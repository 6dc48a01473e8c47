//! iTunes Dashboard - listening statistics from an iTunes XML export
//!
//! This library extracts album metadata from an exported library XML and
//! reduces it to two dashboard tables: distinct album releases per year,
//! and the most-played albums per month of the current year.

pub mod dashboard;
pub mod itunes;
pub mod model;
pub mod report;
pub mod stats;

pub use dashboard::config::DashboardConfig;
pub use dashboard::pipeline::{Dashboard, DashboardPipeline};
◇ ◇ ◇ ◇ ◇ ◇ ◇
- EXERCISE BRIEF
Give the listing again. Leave every word as it stands.

- RESULT OF THIS TASK
repository 6dc48a01473e8c47
//! iTunes Dashboard - listening statistics from an iTunes XML export
//!
//! This library extracts album metadata from an exported library XML and
//! reduces it to two dashboard tables: distinct album releases per year,
//! and the most-played albums per month of the current year.

pub mod dashboard;
pub mod itunes;
pub mod model;
pub mod report;
pub mod stats;

pub use dashboard::config::DashboardConfig;
pub use dashboard::pipeline::{Dashboard, DashboardPipeline};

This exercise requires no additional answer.